◆ WORK ITEM
Among the entries, find each line that includes the string "into" and list it.

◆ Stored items
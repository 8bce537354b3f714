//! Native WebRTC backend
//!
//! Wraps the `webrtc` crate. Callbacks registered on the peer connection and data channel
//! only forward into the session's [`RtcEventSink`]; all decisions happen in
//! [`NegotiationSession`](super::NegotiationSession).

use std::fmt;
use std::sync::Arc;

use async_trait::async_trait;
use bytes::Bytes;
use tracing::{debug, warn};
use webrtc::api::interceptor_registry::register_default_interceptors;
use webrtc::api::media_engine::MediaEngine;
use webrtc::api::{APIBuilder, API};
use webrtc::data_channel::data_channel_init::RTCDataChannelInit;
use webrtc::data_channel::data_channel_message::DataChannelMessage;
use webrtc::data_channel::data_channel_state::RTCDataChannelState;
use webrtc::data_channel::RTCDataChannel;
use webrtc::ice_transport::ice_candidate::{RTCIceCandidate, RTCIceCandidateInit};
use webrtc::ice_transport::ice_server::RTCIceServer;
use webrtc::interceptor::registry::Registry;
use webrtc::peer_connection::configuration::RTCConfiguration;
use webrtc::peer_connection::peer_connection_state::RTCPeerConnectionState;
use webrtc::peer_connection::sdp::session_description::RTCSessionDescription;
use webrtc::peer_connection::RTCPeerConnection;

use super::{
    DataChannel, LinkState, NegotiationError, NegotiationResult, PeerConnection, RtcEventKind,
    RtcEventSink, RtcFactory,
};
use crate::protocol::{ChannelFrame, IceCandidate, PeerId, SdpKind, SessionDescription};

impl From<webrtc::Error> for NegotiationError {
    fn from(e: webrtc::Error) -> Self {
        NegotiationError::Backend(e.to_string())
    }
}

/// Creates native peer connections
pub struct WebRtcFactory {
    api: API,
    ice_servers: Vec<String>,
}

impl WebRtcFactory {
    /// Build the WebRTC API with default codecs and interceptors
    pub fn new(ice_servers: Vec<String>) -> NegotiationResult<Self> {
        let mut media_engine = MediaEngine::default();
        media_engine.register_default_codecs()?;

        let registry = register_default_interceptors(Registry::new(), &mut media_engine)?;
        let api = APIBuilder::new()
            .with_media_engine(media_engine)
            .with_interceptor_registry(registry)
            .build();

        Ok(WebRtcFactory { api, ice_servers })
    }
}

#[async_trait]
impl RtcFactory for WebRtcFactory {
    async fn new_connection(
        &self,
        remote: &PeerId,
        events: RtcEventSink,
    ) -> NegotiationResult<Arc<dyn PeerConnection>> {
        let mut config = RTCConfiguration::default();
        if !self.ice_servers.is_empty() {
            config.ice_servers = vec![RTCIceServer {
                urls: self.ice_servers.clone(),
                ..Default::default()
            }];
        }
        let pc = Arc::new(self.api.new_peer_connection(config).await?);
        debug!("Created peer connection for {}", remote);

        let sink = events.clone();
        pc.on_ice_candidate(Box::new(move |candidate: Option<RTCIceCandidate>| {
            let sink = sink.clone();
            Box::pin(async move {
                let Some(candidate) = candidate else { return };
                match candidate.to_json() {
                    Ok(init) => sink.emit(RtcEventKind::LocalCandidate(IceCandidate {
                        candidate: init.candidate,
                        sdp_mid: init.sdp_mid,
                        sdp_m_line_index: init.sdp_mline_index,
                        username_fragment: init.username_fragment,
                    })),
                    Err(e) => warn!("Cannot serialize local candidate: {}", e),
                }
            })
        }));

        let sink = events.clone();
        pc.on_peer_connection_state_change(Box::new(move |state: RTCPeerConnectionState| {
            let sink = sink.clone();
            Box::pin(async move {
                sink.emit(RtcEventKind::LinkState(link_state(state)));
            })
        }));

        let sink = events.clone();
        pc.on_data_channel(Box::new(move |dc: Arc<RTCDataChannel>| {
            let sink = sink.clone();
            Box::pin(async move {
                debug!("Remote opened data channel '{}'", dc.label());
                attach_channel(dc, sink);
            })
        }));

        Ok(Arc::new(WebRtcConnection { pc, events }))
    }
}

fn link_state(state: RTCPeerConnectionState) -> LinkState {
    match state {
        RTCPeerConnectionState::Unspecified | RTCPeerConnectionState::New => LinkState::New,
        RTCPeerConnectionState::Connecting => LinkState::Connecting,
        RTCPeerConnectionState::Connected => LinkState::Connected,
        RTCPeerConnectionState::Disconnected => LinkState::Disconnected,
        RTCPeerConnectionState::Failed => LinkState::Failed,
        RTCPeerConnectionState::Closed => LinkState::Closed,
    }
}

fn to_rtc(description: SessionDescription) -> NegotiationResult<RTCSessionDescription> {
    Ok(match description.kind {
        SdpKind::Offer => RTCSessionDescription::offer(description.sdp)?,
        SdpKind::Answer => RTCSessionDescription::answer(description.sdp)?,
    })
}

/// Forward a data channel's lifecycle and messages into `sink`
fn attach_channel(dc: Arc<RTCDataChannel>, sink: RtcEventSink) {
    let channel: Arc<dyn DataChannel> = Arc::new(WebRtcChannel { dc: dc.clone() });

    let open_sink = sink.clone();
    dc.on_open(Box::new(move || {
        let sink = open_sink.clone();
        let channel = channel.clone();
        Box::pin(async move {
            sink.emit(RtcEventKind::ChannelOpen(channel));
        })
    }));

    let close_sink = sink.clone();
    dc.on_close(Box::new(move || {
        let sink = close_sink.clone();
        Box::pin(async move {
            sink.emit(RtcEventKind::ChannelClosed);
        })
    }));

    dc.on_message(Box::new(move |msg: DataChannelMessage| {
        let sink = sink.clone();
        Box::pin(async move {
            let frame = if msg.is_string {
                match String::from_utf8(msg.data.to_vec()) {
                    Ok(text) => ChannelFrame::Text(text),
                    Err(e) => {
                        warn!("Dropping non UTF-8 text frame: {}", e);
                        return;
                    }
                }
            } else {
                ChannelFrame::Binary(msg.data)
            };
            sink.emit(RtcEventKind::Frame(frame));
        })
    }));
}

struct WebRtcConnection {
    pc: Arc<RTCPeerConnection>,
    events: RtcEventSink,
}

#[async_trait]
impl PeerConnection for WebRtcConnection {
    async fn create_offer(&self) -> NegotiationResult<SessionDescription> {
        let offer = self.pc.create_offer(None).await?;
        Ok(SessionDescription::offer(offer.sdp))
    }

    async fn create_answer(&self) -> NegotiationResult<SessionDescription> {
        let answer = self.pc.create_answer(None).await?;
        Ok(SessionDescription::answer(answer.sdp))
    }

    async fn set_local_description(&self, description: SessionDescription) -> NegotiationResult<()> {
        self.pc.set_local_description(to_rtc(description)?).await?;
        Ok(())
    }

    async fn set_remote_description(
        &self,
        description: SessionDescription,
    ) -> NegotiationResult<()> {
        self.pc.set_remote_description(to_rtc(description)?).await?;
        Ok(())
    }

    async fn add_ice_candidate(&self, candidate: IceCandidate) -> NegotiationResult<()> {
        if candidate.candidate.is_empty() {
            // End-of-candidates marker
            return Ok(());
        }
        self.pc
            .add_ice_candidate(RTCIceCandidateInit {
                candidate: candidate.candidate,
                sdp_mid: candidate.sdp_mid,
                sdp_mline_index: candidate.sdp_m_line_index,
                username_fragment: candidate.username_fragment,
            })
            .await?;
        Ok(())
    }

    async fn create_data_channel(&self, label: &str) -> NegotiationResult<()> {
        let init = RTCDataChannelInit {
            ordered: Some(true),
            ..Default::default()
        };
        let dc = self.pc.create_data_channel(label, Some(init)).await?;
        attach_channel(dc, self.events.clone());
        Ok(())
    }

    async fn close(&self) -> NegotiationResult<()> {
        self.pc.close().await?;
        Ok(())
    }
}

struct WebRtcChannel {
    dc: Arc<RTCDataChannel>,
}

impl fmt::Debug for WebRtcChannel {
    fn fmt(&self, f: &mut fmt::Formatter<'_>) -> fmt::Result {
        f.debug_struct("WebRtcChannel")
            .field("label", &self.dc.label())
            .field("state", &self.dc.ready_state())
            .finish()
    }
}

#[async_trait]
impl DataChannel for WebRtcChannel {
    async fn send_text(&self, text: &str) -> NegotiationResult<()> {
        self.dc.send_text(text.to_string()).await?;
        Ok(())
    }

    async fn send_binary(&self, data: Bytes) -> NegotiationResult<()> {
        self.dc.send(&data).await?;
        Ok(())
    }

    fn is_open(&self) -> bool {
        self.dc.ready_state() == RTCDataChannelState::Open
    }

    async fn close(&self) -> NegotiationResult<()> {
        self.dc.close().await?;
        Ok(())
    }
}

◆ ANSWER SECTION
//! only forward into the session's [`RtcEventSink`]; all decisions happen in
/// Forward a data channel's lifecycle and messages into `sink`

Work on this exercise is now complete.